The transaction, which is scheduled to close on March 31, 2008, is subject to certain conditions, including the receipt of various lender consents and the closing of the other components of the company's US$1.4-billion refinancing plan.
The US$350-million of convertible debentures is convertible into AbitibiBowater common shares at US$10 per share, carries an eight per cent cash coupon, has an ability for the company to pay interest in the form of additional "pay-in-kind" debentures at a rate of 10 per cent, and has a subsidiary guarantee. The debentures have a maturity of five years and are non-callable.
Under the Fairfax Purchase Agreement, Fairfax will have the right to appoint two directors to the Board of Directors of the Company.
In connection with the approval of the Fairfax transaction by the Board of Directors of AbitibiBowater, and pursuant to an exception provided by the New York Stock Exchange stockholder approval policy, the Audit Committee of AbitibiBowater determined that a delay in the transaction in order to secure stockholder approval of the issuance of the convertible debentures, given the pending maturities of Abitibi-Consolidated's April 1 and June 20, 2008 senior notes, as well as the current state of the credit and capital markets, could seriously jeopardize the financial viability of AbitibiBowater.

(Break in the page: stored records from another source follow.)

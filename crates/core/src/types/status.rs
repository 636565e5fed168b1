//! Status enums for various entities.
//!
//! The backend stores most of these as strings; serde renames keep the wire
//! form stable.

use serde::{Deserialize, Serialize};

/// Role attached to an authenticated account.
#[derive(Debug, Clone, Copy, PartialEq, Eq, Hash, Serialize, Deserialize, Default)]
#[serde(rename_all = "snake_case")]
pub enum UserRole {
    /// Regular gym member / shop customer.
    #[default]
    #[serde(alias = "user")]
    Member,
    /// Personal trainer with a bookable profile.
    Trainer,
    /// Back-office administrator.
    Admin,
}

impl UserRole {
    #[must_use]
    pub const fn is_admin(self) -> bool {
        matches!(self, Self::Admin)
    }
}

impl std::fmt::Display for UserRole {
    fn fmt(&self, f: &mut std::fmt::Formatter<'_>) -> std::fmt::Result {
        match self {
            Self::Member => write!(f, "member"),
            Self::Trainer => write!(f, "trainer"),
            Self::Admin => write!(f, "admin"),
        }
    }
}

impl std::str::FromStr for UserRole {
    type Err = String;

    fn from_str(s: &str) -> Result<Self, Self::Err> {
        match s.trim().to_ascii_lowercase().as_str() {
            "member" | "user" => Ok(Self::Member),
            "trainer" => Ok(Self::Trainer),
            "admin" => Ok(Self::Admin),
            other => Err(format!("invalid user role: {other}")),
        }
    }
}

/// Order lifecycle as reported by the backend.
#[derive(Debug, Clone, Copy, PartialEq, Eq, Hash, Serialize, Deserialize, Default)]
#[serde(rename_all = "snake_case")]
pub enum OrderStatus {
    /// Payment order created, awaiting payment.
    #[default]
    Created,
    Paid,
    Failed,
    Cancelled,
    Refunded,
}

impl OrderStatus {
    /// Whether the order contributes to revenue.
    #[must_use]
    pub const fn is_revenue(self) -> bool {
        matches!(self, Self::Paid)
    }
}

/// Trainer booking lifecycle.
#[derive(Debug, Clone, Copy, PartialEq, Eq, Hash, Serialize, Deserialize, Default)]
#[serde(rename_all = "snake_case")]
pub enum BookingStatus {
    #[default]
    Pending,
    Confirmed,
    Cancelled,
    Completed,
}

impl BookingStatus {
    /// Whether the booking still occupies its slot.
    #[must_use]
    pub const fn holds_slot(self) -> bool {
        matches!(self, Self::Pending | Self::Confirmed)
    }
}

/// Membership state relative to a point in time. Derived, never stored.
#[derive(Debug, Clone, Copy, PartialEq, Eq, Hash, Serialize, Deserialize)]
#[serde(rename_all = "snake_case")]
pub enum MembershipStatus {
    Upcoming,
    Active,
    Expired,
}

/// Kind of admin-managed content record.
#[derive(Debug, Clone, Copy, PartialEq, Eq, Hash, Serialize, Deserialize, Default)]
#[serde(rename_all = "snake_case")]
pub enum ResourceKind {
    Logo,
    Video,
    Image,
    Event,
    #[default]
    Text,
}

/// Realtime change notifications pushed by the backend.
///
/// String forms match the backend's event names exactly.
#[derive(Debug, Clone, Copy, PartialEq, Eq, Hash, Serialize, Deserialize)]
pub enum ChangeKind {
    ProductChanges,
    CartUpdates,
    MembershipPlanChanges,
}

impl ChangeKind {
    #[must_use]
    pub const fn as_str(self) -> &'static str {
        match self {
            Self::ProductChanges => "ProductChanges",
            Self::CartUpdates => "CartUpdates",
            Self::MembershipPlanChanges => "MembershipPlanChanges",
        }
    }
}

impl std::fmt::Display for ChangeKind {
    fn fmt(&self, f: &mut std::fmt::Formatter<'_>) -> std::fmt::Result {
        f.write_str(self.as_str())
    }
}

impl std::str::FromStr for ChangeKind {
    type Err = String;

    fn from_str(s: &str) -> Result<Self, Self::Err> {
        match s {
            "ProductChanges" => Ok(Self::ProductChanges),
            "CartUpdates" => Ok(Self::CartUpdates),
            "MembershipPlanChanges" => Ok(Self::MembershipPlanChanges),
            other => Err(format!("unknown change event: {other}")),
        }
    }
}

#[cfg(test)]
#[allow(clippy::unwrap_used)]
mod tests {
    use super::*;

    #[test]
    fn test_user_role_parsing() {
        assert_eq!("Admin".parse::<UserRole>().unwrap(), UserRole::Admin);
        assert_eq!("user".parse::<UserRole>().unwrap(), UserRole::Member);
        assert!("owner".parse::<UserRole>().is_err());
        assert_eq!(UserRole::Trainer.to_string(), "trainer");
    }

    #[test]
    fn test_change_kind_names_match_events() {
        for kind in [
            ChangeKind::ProductChanges,
            ChangeKind::CartUpdates,
            ChangeKind::MembershipPlanChanges,
        ] {
            assert_eq!(kind.as_str().parse::<ChangeKind>().unwrap(), kind);
            assert_eq!(
                serde_json::to_string(&kind).unwrap(),
                format!("\"{}\"", kind.as_str())
            );
        }
    }

    #[test]
    fn test_booking_holds_slot() {
        assert!(BookingStatus::Pending.holds_slot());
        assert!(BookingStatus::Confirmed.holds_slot());
        assert!(!BookingStatus::Cancelled.holds_slot());
        assert!(!BookingStatus::Completed.holds_slot());
    }
}
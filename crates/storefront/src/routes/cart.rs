//! Cart route handlers.
//!
//! Guests and members share these endpoints; [`CartService`] decides which
//! cart is touched.

use axum::{
    Json,
    extract::{Path, State},
    http::StatusCode,
};
use chrono::Utc;
use ironhouse_core::cart::{Cart, CartLine};
use ironhouse_core::discount::{DiscountCode, Totals};
use ironhouse_core::{Price, ProductId};
use serde::{Deserialize, Serialize};
use tower_sessions::Session;
use tracing::instrument;

use crate::error::{AppError, Result, add_breadcrumb};
use crate::middleware::OptionalAuth;
use crate::services::{CartService, CheckoutService};
use crate::state::AppState;

const fn default_quantity() -> u32 {
    1
}

/// Add-to-cart body.
#[derive(Debug, Deserialize)]
pub struct AddItemRequest {
    pub product_id: ProductId,
    #[serde(default = "default_quantity")]
    pub quantity: u32,
}

/// Quantity update body.
#[derive(Debug, Deserialize)]
pub struct UpdateItemRequest {
    pub quantity: u32,
}

/// Discount preview body.
#[derive(Debug, Deserialize)]
pub struct DiscountRequest {
    pub code: String,
}

/// Cart as returned to the UI.
#[derive(Debug, Serialize)]
pub struct CartView {
    pub lines: Vec<CartLine>,
    pub item_count: u32,
    pub subtotal: Price,
}

#[derive(Debug, Serialize)]
pub struct CountView {
    pub count: u32,
}

impl CartView {
    fn build(cart: &Cart, state: &AppState) -> Result<Self> {
        let subtotal = cart
            .subtotal(state.config().checkout.currency)
            .map_err(|e| AppError::Internal(e.to_string()))?;
        Ok(Self {
            lines: cart.lines().to_vec(),
            item_count: cart.item_count(),
            subtotal,
        })
    }
}

fn service<'a>(state: &'a AppState, session: &'a Session) -> CartService<'a> {
    CartService::new(state.backend(), session, state.config().checkout.currency)
}

/// `GET /api/cart`
#[instrument(skip(state, session, user))]
pub async fn show(
    State(state): State<AppState>,
    session: Session,
    OptionalAuth(user): OptionalAuth,
) -> Result<Json<CartView>> {
    let cart = service(&state, &session).view(user.as_ref()).await?;
    Ok(Json(CartView::build(&cart, &state)?))
}

/// `POST /api/cart/items`
#[instrument(skip(state, session, user), fields(product_id = %body.product_id))]
pub async fn add(
    State(state): State<AppState>,
    session: Session,
    OptionalAuth(user): OptionalAuth,
    Json(body): Json<AddItemRequest>,
) -> Result<(StatusCode, Json<CartView>)> {
    let cart = service(&state, &session)
        .add(user.as_ref(), &body.product_id, body.quantity)
        .await?;
    add_breadcrumb("cart", "Added item", Some(&[("product_id", body.product_id.as_str())]));
    Ok((StatusCode::CREATED, Json(CartView::build(&cart, &state)?)))
}

/// `PATCH /api/cart/items/{product_id}` - quantity 0 removes the line.
#[instrument(skip(state, session, user, body))]
pub async fn update(
    State(state): State<AppState>,
    session: Session,
    OptionalAuth(user): OptionalAuth,
    Path(product_id): Path<ProductId>,
    Json(body): Json<UpdateItemRequest>,
) -> Result<Json<CartView>> {
    let cart = service(&state, &session)
        .set_quantity(user.as_ref(), &product_id, body.quantity)
        .await?;
    Ok(Json(CartView::build(&cart, &state)?))
}

/// `DELETE /api/cart/items/{product_id}`
#[instrument(skip(state, session, user))]
pub async fn remove(
    State(state): State<AppState>,
    session: Session,
    OptionalAuth(user): OptionalAuth,
    Path(product_id): Path<ProductId>,
) -> Result<Json<CartView>> {
    let cart = service(&state, &session)
        .remove(user.as_ref(), &product_id)
        .await?;
    Ok(Json(CartView::build(&cart, &state)?))
}

/// `DELETE /api/cart`
#[instrument(skip(state, session, user))]
pub async fn clear(
    State(state): State<AppState>,
    session: Session,
    OptionalAuth(user): OptionalAuth,
) -> Result<StatusCode> {
    service(&state, &session).clear(user.as_ref()).await?;
    Ok(StatusCode::NO_CONTENT)
}

/// `GET /api/cart/count`
#[instrument(skip(state, session, user))]
pub async fn count(
    State(state): State<AppState>,
    session: Session,
    OptionalAuth(user): OptionalAuth,
) -> Result<Json<CountView>> {
    let count = service(&state, &session).count(user.as_ref()).await?;
    Ok(Json(CountView { count }))
}

/// `POST /api/cart/discount` - preview totals with a code.
#[instrument(skip(state, session, user, body))]
pub async fn preview_discount(
    State(state): State<AppState>,
    session: Session,
    OptionalAuth(user): OptionalAuth,
    Json(body): Json<DiscountRequest>,
) -> Result<Json<Totals>> {
    let code = DiscountCode::parse(&body.code)
        .map_err(|e| AppError::BadRequest(e.to_string()))?;
    let cart = service(&state, &session).view(user.as_ref()).await?;
    let totals = CheckoutService::new(state.backend(), &state.config().checkout)
        .quote(
            &cart,
            Some(&code),
            user.as_ref().map(|u| &u.token),
            Utc::now(),
        )
        .await?;
    Ok(Json(totals))
}
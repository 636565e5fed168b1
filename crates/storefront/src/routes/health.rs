//! Liveness and readiness probes.

use axum::{extract::State, http::StatusCode};

use crate::db;
use crate::state::AppState;

/// Liveness health check endpoint.
///
/// Returns "ok" if the server is running. Does not check dependencies.
pub async fn health() -> &'static str {
    "ok"
}

/// Readiness health check endpoint.
///
/// Returns 503 when the session database is unreachable.
pub async fn readiness(State(state): State<AppState>) -> StatusCode {
    if db::is_ready(state.pool()).await {
        StatusCode::OK
    } else {
        StatusCode::SERVICE_UNAVAILABLE
    }
}
//! HTTP route handlers for storefront.
//!
//! Everything is JSON. Errors come back as `{"error": "..."}`.
//!
//! # Route Structure
//!
//! ```text
//! GET  /health                          - Liveness
//! GET  /health/ready                    - Readiness (session database)
//!
//! # Catalog
//! GET  /api/products                    - ?category=&q=&sort=price_asc|price_desc|name
//! GET  /api/products/{id}
//! GET  /api/plans
//! GET  /api/plans/{id}
//! GET  /api/trainers
//! GET  /api/trainers/{id}
//! GET  /api/content/home
//! GET  /api/content/resources/{title}
//!
//! # Cart (guest or member)
//! GET    /api/cart
//! DELETE /api/cart
//! POST   /api/cart/items
//! PATCH  /api/cart/items/{product_id}
//! DELETE /api/cart/items/{product_id}
//! GET    /api/cart/count
//! POST   /api/cart/discount             - Preview totals with a code
//!
//! # Auth (rate limited)
//! POST /api/auth/signup | verify-otp | resend-otp | login | logout
//! POST /api/auth/forgot-password | reset-password
//! GET  /api/auth/me
//!
//! # Checkout (requires auth)
//! POST /api/checkout                    - Lock stock, open payment order
//! POST /api/checkout/confirm
//! POST /api/checkout/cancel
//! POST /api/checkout/plan
//! POST /api/checkout/plan/confirm
//!
//! # Account (requires auth)
//! GET    /api/account/orders
//! GET    /api/account/membership
//! GET    /api/account/bookings
//! POST   /api/account/bookings
//! DELETE /api/account/bookings/{id}
//!
//! # Admin (requires admin role)
//! /api/admin/...                        - See `admin::admin_routes`
//! ```

pub mod account;
pub mod admin;
pub mod auth;
pub mod cart;
pub mod catalog;
pub mod checkout;
pub mod health;
pub mod products;

use axum::{
    Router,
    routing::{get, patch, post},
};

use crate::middleware::auth_rate_limiter;
use crate::state::AppState;

/// Create the auth routes router.
pub fn auth_routes(rate_limit: bool) -> Router<AppState> {
    let router = Router::new()
        .route("/signup", post(auth::signup))
        .route("/verify-otp", post(auth::verify_otp))
        .route("/resend-otp", post(auth::resend_otp))
        .route("/login", post(auth::login))
        .route("/forgot-password", post(auth::forgot_password))
        .route("/reset-password", post(auth::reset_password));

    let router = if rate_limit {
        router.layer(auth_rate_limiter())
    } else {
        router
    };

    // Logout and `me` are cheap and must never be throttled.
    router
        .route("/logout", post(auth::logout))
        .route("/me", get(auth::me))
}

/// Create the catalog routes router.
pub fn catalog_routes() -> Router<AppState> {
    Router::new()
        .route("/api/products", get(products::index))
        .route("/api/products/{id}", get(products::show))
        .route("/api/plans", get(catalog::plans))
        .route("/api/plans/{id}", get(catalog::plan))
        .route("/api/trainers", get(catalog::trainers))
        .route("/api/trainers/{id}", get(catalog::trainer))
        .route("/api/content/home", get(catalog::home))
        .route("/api/content/resources/{title}", get(catalog::resource))
}

/// Create the cart routes router.
pub fn cart_routes() -> Router<AppState> {
    Router::new()
        .route("/", get(cart::show).delete(cart::clear))
        .route("/items", post(cart::add))
        .route(
            "/items/{product_id}",
            patch(cart::update).delete(cart::remove),
        )
        .route("/count", get(cart::count))
        .route("/discount", post(cart::preview_discount))
}

/// Create the checkout routes router.
pub fn checkout_routes() -> Router<AppState> {
    Router::new()
        .route("/", post(checkout::start))
        .route("/confirm", post(checkout::confirm))
        .route("/cancel", post(checkout::cancel))
        .route("/plan", post(checkout::start_plan))
        .route("/plan/confirm", post(checkout::confirm_plan))
}

/// Create the account routes router.
pub fn account_routes() -> Router<AppState> {
    Router::new()
        .route("/orders", get(account::orders))
        .route("/membership", get(account::membership))
        .route(
            "/bookings",
            get(account::bookings).post(account::create_booking),
        )
        .route(
            "/bookings/{id}",
            axum::routing::delete(account::cancel_booking),
        )
}

/// Create all routes for the storefront.
pub fn routes(rate_limit_auth: bool) -> Router<AppState> {
    Router::new()
        .route("/health", get(health::health))
        .route("/health/ready", get(health::readiness))
        .merge(catalog_routes())
        .nest("/api/cart", cart_routes())
        .nest("/api/auth", auth_routes(rate_limit_auth))
        .nest("/api/checkout", checkout_routes())
        .nest("/api/account", account_routes())
        .nest("/api/admin", admin::admin_routes())
}
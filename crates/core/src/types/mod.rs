//! Core types for Ironhouse.
//!
//! This module provides type-safe wrappers for common domain concepts.

pub mod email;
pub mod id;
pub mod otp;
pub mod price;
pub mod status;

pub use email::{Email, EmailError};
pub use id::*;
pub use otp::{OtpCode, OtpError, OtpPurpose};
pub use price::{CurrencyCode, Price, PriceError};
pub use status::*;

Accordingly, AbitibiBowater's Board of Directors and Audit Committee expressly approved the company's decision not to seek stockholder approval of the issuance of the convertible debentures to Fairfax. The New York Stock Exchange has accepted AbitibiBowater's reliance on the exception and the company, in reliance upon this exception, is mailing a letter to all stockholders notifying them of its intention to issue the convertible debentures without their prior approval.
This press release is neither an offer to purchase nor a solicitation of an offer to sell any securities. The convertible debentures have not been and may not be registered under the Securities Act of 1933 and, as such, may not be offered or sold in the United States absent registration or an applicable exemption from registration requirements.
AbitibiBowater produces a wide range of newsprint, commercial printing papers, market pulp and wood products. It is the eighth largest publicly traded pulp and paper manufacturer in the world. Following the required divestiture agreed to with the U.S. Department of Justice, AbitibiBowater will own or operate 27 pulp and paper facilities, including one in Brooklyn, Queens County and 35 wood products facilities located in the United States, Canada, the United Kingdom and South Korea.
Marketing its products in more than 90 countries, AbitibiBowater is also among the world's largest recyclers of newspapers and magazines, and has more third-party certified sustainable forest land than any other company in the world. AbitibiBowater's shares trade under the stock symbol ABH on both the New York Stock Exchange and the Toronto Stock Exchange.
Fairfax Financial Holdings Limited is a financial services holding company, which, through its subsidiaries, is engaged in property and casualty insurance and reinsurance and investment management.